**Activity**
Whenever a line in the entries below contains "Общие", copy that line.

**Records from a collection**
★ ★ ★
use std::fmt;

use num_enum::TryFromPrimitive;

/// Коды статуса для категоризации ошибок.
///
/// # Диапазоны:
/// - 0xxx: Успех
/// - 1xxx: Общие ошибки
/// - 2xxx: Ошибки данных (структура файла)
/// - 6xxx: Ввод-вывод
/// - 8xxx: Ошибки формата / кодирования
///
/// `num_enum::TryFromPrimitive` даёт нативную реализацию `TryFrom<u32>`,
/// чтобы код можно было вернуть наружу (например, как exit code CLI).
#[derive(Debug, Clone, Copy, PartialEq, Eq, TryFromPrimitive)]
#[repr(u32)]
#[non_exhaustive]
pub enum StatusCode {
    // === 0xxx: Успех ===
    Success = 0,

    // === 1xxx: Общие ошибки ===
    Unknown = 1000,
    Unsupported = 1001,
    Unexpected = 1002,
    Internal = 1003,
    InvalidArgs = 1004,

    // === 2xxx: Ошибки данных ===
    NotFound = 2000,
    InvalidData = 2009,

    // === 6xxx: Ввод-вывод ===
    Io = 6000,
    PermissionDenied = 6001,
    NotSeekable = 6002,
    UnexpectedEof = 6007,

    // === 8xxx: Формат ===
    InvalidUtf8 = 8004,
    ParseError = 8009,
    EncodingError = 8010,
    ConfigError = 8012,
}

#[derive(Debug, Clone, Copy, PartialEq, Eq)]
pub enum LogLevel {
    Trace,
    Debug,
    Info,
    Warn,
    Error,
}

////////////////////////////////////////////////////////////////////////////////
// Собственные методы
////////////////////////////////////////////////////////////////////////////////

impl StatusCode {
    /// Числовое представление кода статуса.
    pub const fn code(self) -> u32 {
        self as u32
    }

    /// Пытается получить вариант `StatusCode` из `u32`.
    ///
    /// Использует `TryFrom<u32>` из `num_enum`; возвращает `None`, если
    /// значение не соответствует ни одному варианту.
    pub fn from_u32(v: u32) -> Option<Self> {
        Self::try_from(v).ok()
    }

    /// Вернёт `true`, если переданный `code` означает успешный результат.
    pub fn is_success(code: u32) -> bool {
        Self::Success as u32 == code
    }

    /// Ошибка в самих данных (структура файла, формат, кодирование).
    pub fn is_data_error(&self) -> bool {
        let c = self.code();
        (2000..=2999).contains(&c) || (8000..=8999).contains(&c)
    }

    /// Требуется ли логировать как критическую ошибку.
    pub fn is_critical(&self) -> bool {
        matches!(self, Self::Internal | Self::Unexpected)
    }

    /// Рекомендуемый уровень логирования для данного кода.
    pub fn log_level(&self) -> LogLevel {
        match self {
            Self::Success => LogLevel::Trace,
            Self::NotFound => LogLevel::Debug,
            Self::InvalidArgs | Self::InvalidData | Self::InvalidUtf8 => LogLevel::Info,
            Self::Internal | Self::Unexpected => LogLevel::Error,
            _ => LogLevel::Warn,
        }
    }

    /// Код завершения процесса для CLI.
    ///
    /// Ошибки данных отделены от ошибок окружения, чтобы скрипты могли
    /// отличать повреждённый файл от недоступного.
    pub fn exit_code(&self) -> i32 {
        match self {
            Self::Success => 0,
            _ if self.is_data_error() => 2,
            Self::InvalidArgs | Self::ConfigError => 64,
            Self::Io | Self::PermissionDenied | Self::NotSeekable | Self::UnexpectedEof => 74,
            _ => 1,
        }
    }
}

////////////////////////////////////////////////////////////////////////////////
// Общие реализации трейтов для StatusCode
////////////////////////////////////////////////////////////////////////////////

impl From<StatusCode> for u32 {
    fn from(c: StatusCode) -> Self {
        c.code()
    }
}

impl fmt::Display for StatusCode {
    fn fmt(
        &self,
        f: &mut fmt::Formatter<'_>,
    ) -> fmt::Result {
        write!(f, "{:?} ({})", self, self.code())
    }
}

////////////////////////////////////////////////////////////////////////////////
// Тесты
////////////////////////////////////////////////////////////////////////////////
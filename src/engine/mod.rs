//! Движок кодирования.
//!
//! - `fbx`: бинарный контейнер FBX (преамбула, записи узлов, свойства,
//!   сжатые массивы, футер).

pub mod fbx;

pub use fbx::*;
★ ★ ★
**Exercise solution**
/// - 1xxx: Общие ошибки
    // === 1xxx: Общие ошибки ===
// Общие реализации трейтов для StatusCode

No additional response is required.